Лететь до Канады долго и утомительно. Пересадка, переживания по поводу того, чтобы твой багаж полетел туда же, куда и ты… Речь шла о чехле с лыжами, особенно о нем. Кофр с фотоаппаратурой, так же как и ноутбук, она взяла с собой в ручную кладь. Летела Маша на пару с Димкой Новиковым, кинооператором. Основная группа, включая райдеров, была уже на месте.
За многочасовой перелет они успели перетрындеть с Диманом обо всех своих профессиональных делах, о нюансах съемки и прочем разном. В отличие от Марии, у Димы это был не первый проект такого плана, и она с интересом слушала его. Все же легкое волнение от неопытности в таких делах присутствовало. Но, в конце концов, даже это ей надоело. Устав от общества друг друга, они сидели рядом, в соседних креслах, уткнувшись каждый в свой ноутбук. Маша изучала информацию о тех ребятах, с которыми ей предстоит работать. Двенадцать человек, одиннадцать парней и двенадцатая девушка.
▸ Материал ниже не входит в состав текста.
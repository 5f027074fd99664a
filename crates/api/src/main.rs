use anyhow::Context;
use axum::{
    body::Bytes,
    extract::State,
    http::{header, HeaderName, Method, StatusCode},
    routing::{get, post},
    Json, Router,
};
use extract::{ApiResponse, ExtractError, ExtractRequest, Extractor, OpenAiClient};
use serde::Serialize;
use std::sync::Arc;
use tower_http::cors::{Any, CorsLayer};
use tower_http::trace::TraceLayer;
use tracing::{error, info, warn};
use tracing_subscriber::EnvFilter;
use uuid::Uuid;

mod config;
mod metrics;

use config::AppConfig;
use metrics::{Metrics, MetricsSnapshot, TimedOperation};

#[derive(Clone)]
struct AppState {
    /// `None` while no API key is configured.
    extractor: Option<Arc<Extractor>>,
    metrics: Arc<Metrics>,
}

#[derive(Serialize)]
struct HealthResponse {
    status: String,
    extraction: String,
}

#[tokio::main]
async fn main() -> anyhow::Result<()> {
    dotenvy::dotenv().ok();

    // Initialize tracing
    tracing_subscriber::fmt()
        .json()
        .with_env_filter(EnvFilter::try_from_default_env().unwrap_or_else(|_| EnvFilter::new("info")))
        .init();

    let config = AppConfig::from_env().context("Failed to read configuration")?;

    let extractor = match &config.openai.api_key {
        Some(api_key) => {
            let llm = OpenAiClient::new(
                config.openai.base_url.clone(),
                api_key.clone(),
                config.openai.request_timeout(),
            )?
            .with_sampling(config.openai.temperature, config.openai.max_tokens);
            Some(Arc::new(Extractor::new(Arc::new(llm), config.openai.model)))
        }
        None => {
            warn!("OPENAI_API_KEY is not set, extraction requests will fail");
            None
        }
    };

    let state = AppState {
        extractor,
        metrics: Metrics::new(),
    };

    let app = router(state);

    let listener = tokio::net::TcpListener::bind(&config.bind_addr)
        .await
        .with_context(|| format!("Failed to bind {}", config.bind_addr))?;

    info!(model = %config.openai.model, "Server listening on http://{}", config.bind_addr);

    axum::serve(listener, app).await?;
    Ok(())
}

fn router(state: AppState) -> Router {
    // Preflight requests are answered by the CORS layer.
    let cors = CorsLayer::new()
        .allow_origin(Any)
        .allow_methods([Method::GET, Method::POST, Method::OPTIONS])
        .allow_headers([
            header::AUTHORIZATION,
            header::CONTENT_TYPE,
            HeaderName::from_static("x-client-info"),
            HeaderName::from_static("apikey"),
        ]);

    Router::new()
        .route("/extract-info", post(extract_info))
        .route("/health", get(health_check))
        .route("/stats", get(get_stats))
        .layer(cors)
        .layer(TraceLayer::new_for_http())
        .with_state(state)
}

async fn extract_info(
    State(state): State<AppState>,
    body: Bytes,
) -> (StatusCode, Json<ApiResponse>) {
    let request_id = Uuid::new_v4();
    let timer = TimedOperation::start();

    match run_extraction(&state, &body).await {
        Ok(response) => {
            let rows = response.data().map(|d| d.info.len()).unwrap_or(0);
            state.metrics.record_success(timer.elapsed(), rows);
            info!(%request_id, rows, elapsed_ms = timer.elapsed().as_millis() as u64, "Extraction succeeded");
            (StatusCode::OK, Json(response))
        }
        Err(e) => {
            state.metrics.record_failure();
            error!(%request_id, status = e.status_code(), error = %e, "Extraction failed");
            let status = StatusCode::from_u16(e.status_code()).unwrap_or(StatusCode::INTERNAL_SERVER_ERROR);
            (status, Json(ApiResponse::Failure(e.to_string())))
        }
    }
}

async fn run_extraction(state: &AppState, body: &[u8]) -> Result<ApiResponse, ExtractError> {
    let extractor = state.extractor.as_ref().ok_or(ExtractError::MissingApiKey)?;

    let request: ExtractRequest = serde_json::from_slice(body)
        .map_err(|e| ExtractError::Validation(format!("Invalid request body: {}", e)))?;

    let data = extractor.handle(request).await?;
    Ok(ApiResponse::Success(data))
}

async fn health_check(State(state): State<AppState>) -> Json<HealthResponse> {
    let extraction = if state.extractor.is_some() {
        "ok"
    } else {
        "error: no API key configured"
    };

    Json(HealthResponse {
        status: "ok".to_string(),
        extraction: extraction.to_string(),
    })
}

async fn get_stats(State(state): State<AppState>) -> Json<MetricsSnapshot> {
    Json(state.metrics.snapshot())
}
Небольшое досье, имена, фамилии, фотографии. Фото были, как на подбор, такие, что представление о внешности своих будущих объектов для съемки составить было максимально затруднительно. В шлемах, очках в пол-лица, строящие всякие забавные рожи — райдеры явно имели совершенно определенное и весьма своеобразное представление о том, как надо фотографироваться.
К огромному облегчению, их багаж прилетел следом за ними же, в Ванкувер. А потом еще трансфер до места назначения, Маша спит, прислонив голову к Димкиному плечу. Дмитрий, вроде бы, не возражает. Потому что и сам дремлет.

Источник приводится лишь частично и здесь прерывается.